Familial Male Pseudohermaphroditism without Gynecomastia Due to Deficient Testicular 17-Ketosteroid Reductase Activity

Abstract

To evaluate possible 17-ketosteroid reductase deficiency, we studied two sisters with primary amenorrhea, hirsutism, clitoral enlargement and a 46,XY karyotype, who lacked breast development. Plasma luteinizing hormone, follicle-stimulating hormone and urinary 17-ketosteroids were elevated in both subjects. Plasma Δ⁴-androstenedione was seven to nine times greater than normal, whereas plasma testosterone was low or in the low-normal male range.

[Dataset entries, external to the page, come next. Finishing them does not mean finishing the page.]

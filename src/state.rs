use crate::{config::Config, services::evaluator::Evaluator, store::SharedStore};
use axum::extract::FromRef;

#[derive(Clone)]
pub struct AppState {
    pub store: SharedStore,
    pub evaluator: Evaluator,
    pub config: Config,
}

impl AppState {
    pub fn new(store: SharedStore, config: Config) -> Self {
        Self {
            evaluator: Evaluator::new(store.clone()),
            store,
            config,
        }
    }
}

impl FromRef<AppState> for SharedStore {
    fn from_ref(state: &AppState) -> Self {
        state.store.clone()
    }
}

impl FromRef<AppState> for Evaluator {
    fn from_ref(state: &AppState) -> Self {
        state.evaluator.clone()
    }
}

impl FromRef<AppState> for Config {
    fn from_ref(state: &AppState) -> Self {
        state.config.clone()
    }
}
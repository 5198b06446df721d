// src/services/evaluator.rs

use std::collections::{BTreeMap, HashMap};

use chrono::Utc;

use crate::{
    error::AppError,
    models::{
        attempt::{Attempt, NewAttempt},
        question::Question,
        report::{PerformanceReport, QuestionResult, ReportBreakdown},
    },
    store::SharedStore,
};

/// Result of comparing an answer map against a quiz's questions.
#[derive(Debug, Clone, Copy, PartialEq, Eq)]
pub struct Grade {
    pub correct_count: usize,
    pub answered_count: usize,
    pub total_questions: usize,
    /// Percentage of all questions answered correctly, rounded to the nearest integer.
    pub score: i32,
}

/// Scores `answers` against `questions` by exact, case-sensitive match.
///
/// Only questions present in the answer map can count as correct; answer keys that
/// name questions outside `questions` are ignored. A quiz without questions scores 0.
pub fn grade_answers(questions: &[Question], answers: &HashMap<i64, String>) -> Grade {
    let total_questions = questions.len();
    let mut correct_count = 0;
    let mut answered_count = 0;

    for question in questions {
        if let Some(submitted) = answers.get(&question.id) {
            answered_count += 1;
            if submitted == &question.correct_answer {
                correct_count += 1;
            }
        }
    }

    Grade {
        correct_count,
        answered_count,
        total_questions,
        score: percentage(correct_count, total_questions),
    }
}

fn percentage(correct: usize, total: usize) -> i32 {
    if total == 0 {
        return 0;
    }
    (100.0 * correct as f64 / total as f64).round() as i32
}

/// Grades and records attempts, and builds reports from recorded attempts.
///
/// Ownership of an attempt is not checked here; handlers do that before asking for a report.
#[derive(Clone)]
pub struct Evaluator {
    store: SharedStore,
}

impl Evaluator {
    pub fn new(store: SharedStore) -> Self {
        Self { store }
    }

    /// Grades `answers` and stores a COMPLETED attempt for `student_id`.
    pub async fn submit_attempt(
        &self,
        quiz_id: i64,
        student_id: &str,
        answers: HashMap<i64, String>,
    ) -> Result<Attempt, AppError> {
        if student_id.trim().is_empty() {
            return Err(AppError::AuthError("Missing student identity".to_string()));
        }

        let now = Utc::now();
        let (attempt, grade) = self
            .store
            .insert_attempt(NewAttempt {
                quiz_id,
                student_id: student_id.to_string(),
                answers,
                started_at: now,
                completed_at: now,
            })
            .await?
            .ok_or_else(|| AppError::NotFound(format!("Quiz {} not found", quiz_id)))?;

        let ignored = attempt.answers.len() - grade.answered_count;
        if ignored > 0 {
            tracing::debug!(
                quiz_id,
                ignored,
                "Submission contained answers for questions outside the quiz"
            );
        }

        tracing::info!(
            quiz_id,
            attempt_id = attempt.id,
            score = grade.score,
            "Recorded quiz attempt"
        );

        Ok(attempt)
    }

    /// Attempts of a student grouped by quiz id, oldest first within each quiz.
    pub async fn get_attempts(
        &self,
        student_id: &str,
        quiz_id: Option<i64>,
    ) -> Result<BTreeMap<i64, Vec<Attempt>>, AppError> {
        let attempts = self.store.list_attempts(student_id, quiz_id).await?;

        let mut grouped: BTreeMap<i64, Vec<Attempt>> = BTreeMap::new();
        for attempt in attempts {
            grouped.entry(attempt.quiz_id).or_default().push(attempt);
        }

        Ok(grouped)
    }

    pub async fn find_attempt(&self, attempt_id: i64) -> Result<Attempt, AppError> {
        self.store
            .find_attempt(attempt_id)
            .await?
            .ok_or_else(|| AppError::NotFound(format!("Attempt {} not found", attempt_id)))
    }

    /// Builds the report for an attempt: one entry per answered question, in quiz order.
    pub async fn generate_performance_report(
        &self,
        attempt_id: i64,
    ) -> Result<PerformanceReport, AppError> {
        let attempt = self.find_attempt(attempt_id).await?;
        self.report_for(attempt).await
    }

    /// Same as `generate_performance_report` for an attempt that is already loaded.
    pub async fn report_for(&self, attempt: Attempt) -> Result<PerformanceReport, AppError> {
        let quiz = self
            .store
            .find_quiz(attempt.quiz_id)
            .await?
            .ok_or_else(|| AppError::NotFound(format!("Quiz {} not found", attempt.quiz_id)))?;

        let grade = grade_answers(&quiz.questions, &attempt.answers);
        if attempt.score.is_some_and(|stored| stored != grade.score) {
            tracing::warn!(
                attempt_id = attempt.id,
                stored = ?attempt.score,
                computed = grade.score,
                "Stored score disagrees with recomputed grade"
            );
        }

        let results = quiz
            .questions
            .iter()
            .filter_map(|question| {
                attempt.answers.get(&question.id).map(|submitted| QuestionResult {
                    question_id: question.id,
                    question_text: question.content.clone(),
                    submitted_answer: submitted.clone(),
                    correct_answer: question.correct_answer.clone(),
                    is_correct: submitted == &question.correct_answer,
                })
            })
            .collect();

        Ok(PerformanceReport {
            attempt_id: attempt.id,
            quiz_id: quiz.id,
            quiz_title: quiz.title,
            student_id: attempt.student_id,
            score: attempt.score.unwrap_or(grade.score),
            results,
            breakdown: ReportBreakdown {
                topic: quiz.topic,
                difficulty: quiz.difficulty,
                total_questions: grade.total_questions,
                answered: grade.answered_count,
                correct: grade.correct_count,
                unanswered: grade.total_questions - grade.answered_count,
            },
        })
    }
}
// src/models/mod.rs

pub mod attempt;
pub mod question;
pub mod quiz;
pub mod report;
pub mod role;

Spermatic venous plasma of Case 2 contained increased amounts of Δ⁴-androstenedione and estrone and subnormal amounts of testosterone and estradiol, findings consistent with testicular 17-ketosteroid reductase deficiency. In vitro incubation of testicular tissue of Case 2 confirmed a partial defect in testicular 17-ketosteroid reductase activity and documented increased 3β-hydroxysteroid dehydrogenase activity. Failure of breast development was probably due to lower estrogen levels than in previously reported cases. We conclude that testicular 17-ketosteroid reductase deficiency may cause male pseudohermaphroditism even in the absence of gynecomastia. (N Engl J Med 291:938–944, 1974)